- Type: Independent Catholic
- Classification: Old Catholic
- Theology: Trinitarianism, Catholic Theology (Partially), Women's ordination
- Governance: Mixture of episcopal and congregational polity
- Head: Bishop George R. Lucey, FCM
- Founder: Bishop George R. Lucey, FCM
- Origin: 2009 Glen Ridge, New Jersey, U.S.
- Separated from: Catholic Church
- Congregations: 12
- Members: ~2,000
- Clergy: 1 bishop 19 priests
- Website: www.americannationalcatholicchurch.org

= American National Catholic Church =

Christian denomination (since 2009)

The American National Catholic Church (ANCC) is an Independent Old Catholic church established in 2009. The ANCC was founded with the mission of fully implementing its interpretation of the Second Vatican Council and is notably more liberal than the Roman Catholic Church in its acceptance of married clergy, homosexuality, same-sex marriage, the ordination of women, and use of contraception.

==Polity and beliefs==

The ANCC rejects significant parts of the entire Roman Catholic deposit of faith; it diverges from Roman Catholics regarding the ordination of women and in the realm of sexual morality. It does, however, hold belief in the Trinity, a form of apostolic succession, the salvific act of Christ, the economy of salvation, Mariology, and the number of sacraments. Although regarding itself as a contemporary expression of an ancient faith, it departs in many ways from the Roman Catholic Church. While it respects the Bishop of Rome, considering him "first among equals", it does not acknowledge his primacy or infallibility.

Since its founding in 2009, the ANCC has embraced a path of intentional growth in recognition that many other Independent Catholic jurisdictions failed because they concentrated on quantity at the expense of quality. The early stages of the Church's development focused, consequently, on establishing a strong foundation and solid infrastructure, both aimed at ensuring the Church's future. The American National Catholic Church states that it measures its growth in terms of four general aims:
- to further the work of the Gospel of Jesus Christ by proclaiming the presence of the Kingdom;
- to support missionary work;
- to be involved in the planting and strengthening of local churches; and
- to edify and strengthen believers through Christian fellowship, the liturgical celebrations of the seven sacraments, and the ministry of the Word of God.

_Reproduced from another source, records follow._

//! Clipboard Context
//!
//! [`Clipboard`] is the object an embedding application holds for the
//! lifetime of a session: created by [`Clipboard::start`], torn down by
//! [`Clipboard::stop`] (or on drop). Every operation goes through it; there
//! is no process-wide connection state.
//!
//! # Data Flow
//!
//! ```text
//! set(name, lines, code)                      get(name)
//!   └─> Envelope::from_lines                    └─> FetchCoordinator::fetch
//!         └─> SelectionStore::write                   ├─> owner is us: store snapshot
//!               └─> become_owner ──> server            ├─> owner is a peer: TARGETS,
//!                                                     │   best format, chunks
//!                                                     └─> Envelope::to_lines
//! ```
//!
//! `get` never fails: a missing selection, a peer that does not answer and
//! a lost connection all read as an empty selection. `set` either applies
//! completely or leaves the slot as it was.

pub mod error;

use std::sync::Arc;

use crossbeam_channel::Receiver;
use lamco_selection_core::{Envelope, FetchConfig, FetchCoordinator, RegisterType, SelectionKind};
use parking_lot::RwLock;
use tracing::{debug, info, warn};

use crate::backend::{self, EventHub, SelectionBackend, SelectionEvent};
use crate::config::{Config, SelectionConfig};
use crate::driver::EventPump;

pub use error::{classify_error, ClipboardError, ErrorType, Result};

/// Text read from a selection
#[derive(Debug, Clone, PartialEq, Eq)]
pub struct Selection {
    /// Lines without terminators
    pub lines: Vec<String>,
    /// Layout of the text
    pub register: RegisterType,
}

impl Selection {
    /// Nothing to paste
    pub fn empty() -> Self {
        Self {
            lines: Vec::new(),
            register: RegisterType::Char,
        }
    }

    fn from_envelope(envelope: &Envelope) -> Self {
        let (lines, register) = envelope.to_lines();
        Self { lines, register }
    }

    /// Host-side register code: `v`, `V` or Ctrl-V
    pub fn code(&self) -> &'static str {
        self.register.code().unwrap_or("v")
    }

    /// True when there are no lines
    pub fn is_empty(&self) -> bool {
        self.lines.is_empty()
    }
}

/// A selection session with one display server
pub struct Clipboard {
    backend: RwLock<Option<Box<dyn SelectionBackend>>>,
    fetcher: FetchCoordinator,
    events: EventHub,
    max_transfer_size: usize,
}

impl Clipboard {
    /// Connect to the display server chosen by `config`
    ///
    /// Fails when the configuration is invalid, no display server is
    /// reachable, or the server lacks the protocol the backend needs.
    pub fn start(config: &Config) -> Result<Self> {
        config
            .validate()
            .map_err(|e| ClipboardError::Config(format!("{:#}", e)))?;

        let events = EventHub::new();
        let backend = backend::open(&config.selection, events.clone())?;
        info!(
            "Clipboard started on {} backend ({} scheduling)",
            backend.name(),
            config.selection.scheduling
        );
        Ok(Self::assemble(backend, &config.selection, events))
    }

    /// Wrap an already opened backend
    ///
    /// `events` must be the hub the backend was opened with.
    pub fn with_backend(backend: Box<dyn SelectionBackend>, config: &SelectionConfig, events: EventHub) -> Self {
        Self::assemble(backend, config, events)
    }

    fn assemble(backend: Box<dyn SelectionBackend>, config: &SelectionConfig, events: EventHub) -> Self {
        let fetcher = FetchCoordinator::new(FetchConfig {
            hop_timeout: config.fetch_timeout(),
            max_size: config.max_transfer_size,
        });
        Self {
            backend: RwLock::new(Some(backend)),
            fetcher,
            events,
            max_transfer_size: config.max_transfer_size,
        }
    }

    /// Close the connection; owned selections are handed to a clipboard
    /// manager first when one is running
    ///
    /// Calling it again is a no-op.
    pub fn stop(&self) -> Result<()> {
        let Some(mut backend) = self.backend.write().take() else {
            return Ok(());
        };
        let name = backend.name();
        backend.shutdown()?;
        info!("Clipboard stopped ({} backend)", name);
        Ok(())
    }

    /// True while the connection is alive
    pub fn status(&self) -> bool {
        self.backend.read().as_ref().is_some_and(|b| b.is_alive())
    }

    /// Name of the running backend
    pub fn backend_name(&self) -> Option<&'static str> {
        self.backend.read().as_ref().map(|b| b.name())
    }

    /// Read a selection: `*` is PRIMARY, anything else CLIPBOARD
    ///
    /// Blocks for at most a few fetch timeouts when another client owns
    /// the selection.
    pub fn get(&self, name: &str) -> Selection {
        let kind = SelectionKind::from_name(name);
        let guard = self.backend.read();
        let Some(backend) = guard.as_ref().filter(|b| b.is_alive()) else {
            debug!(selection = %kind, "Get without a running connection");
            return Selection::empty();
        };
        if !backend.supports(kind) {
            debug!(selection = %kind, "Get on unsupported selection");
            return Selection::empty();
        }

        match self.fetcher.fetch(backend.transport(), backend.store(), kind) {
            Some(envelope) => Selection::from_envelope(&envelope),
            None => Selection::empty(),
        }
    }

    /// Own a selection holding `lines`; no lines clears it
    ///
    /// `code` is the register code (`v`, `V`, Ctrl-V, or `c`/`l`/`b`);
    /// anything else lets the reader infer the layout.
    pub fn set<S: AsRef<str>>(&self, name: &str, lines: &[S], code: &str) -> Result<()> {
        let kind = SelectionKind::from_name(name);
        let guard = self.backend.read();
        let backend = guard
            .as_ref()
            .filter(|b| b.is_alive())
            .ok_or(ClipboardError::NotRunning)?;
        if !backend.supports(kind) {
            return Err(ClipboardError::UnsupportedSelection(kind));
        }

        let envelope = if lines.is_empty() {
            None
        } else {
            let envelope = Envelope::from_lines(lines, RegisterType::from_code(code));
            if envelope.len() > self.max_transfer_size {
                return Err(ClipboardError::DataSizeExceeded(envelope.len(), self.max_transfer_size));
            }
            Some(envelope)
        };

        let store = backend.store();
        let transport = backend.transport();
        let previous = (store.snapshot(kind), store.timestamp(kind));
        store.write(kind, envelope, transport.now());

        if let Err(e) = transport.become_owner(kind) {
            warn!(selection = %kind, "Failed to take ownership: {}", e);
            store.write(kind, previous.0, previous.1);
            return Err(e.into());
        }
        Ok(())
    }

    /// Receive ownership changes
    pub fn subscribe(&self) -> Receiver<SelectionEvent> {
        self.events.subscribe()
    }

    /// Hooks for driving the connection from a host event loop
    ///
    /// `None` unless the backend was opened with `scheduling = "host-loop"`.
    pub fn pump(&self) -> Option<Arc<dyn EventPump>> {
        self.backend.read().as_ref().and_then(|b| b.pump())
    }
}

impl Drop for Clipboard {
    fn drop(&mut self) {
        if let Err(e) = self.stop() {
            warn!("Failed to stop clipboard: {}", e);
        }
    }
}

impl std::fmt::Debug for Clipboard {
    fn fmt(&self, f: &mut std::fmt::Formatter<'_>) -> std::fmt::Result {
        f.debug_struct("Clipboard")
            .field("backend", &self.backend_name())
            .field("max_transfer_size", &self.max_transfer_size)
            .finish_non_exhaustive()
    }
}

The ANCC is congregational rather than hierarchical.

The ANCC allows qualified women and gay persons to receive holy orders. Believing that the lived experience of married life can be an invaluable gift for ministry, the ANCC also welcomes married clergy. The ANCC recognizes same-sex marriage.

==Clergy training==

All clergy receive comprehensive theological training. After providing certificates of baptism and confirmation (and in the case of persons previously ordained, ordination), applicants must submit a detailed personal narrative, provide professional and personal references, and undergo exhaustive interviews with vocation/formation staff. Applicants must attend an ANCC retreat during which they are further evaluated. Applicants previously ordained in other Christian churches must complete a pastoral internship and a diaconate assignment of one year, after which an additional two-year discernment period is imposed before full incorporation into the ANCC. Only two percent of applicants are selected to study for the priesthood or for incardination.

The Church's clergy possess numerous degrees from institutions of higher learning as well as degrees from accredited seminary programs from various universities. Candidates for ordination to the diaconate and priesthood receive a rigorous, comprehensive, academic and practical education. Criminal background checks and psychological evaluations are required of all applicants. In 2010 the Church founded its own seminary, St. John the Beloved Seminary, offering non-residential theological studies for those pursuing the priesthood. As of 2015 there were three ANCC seminarians there.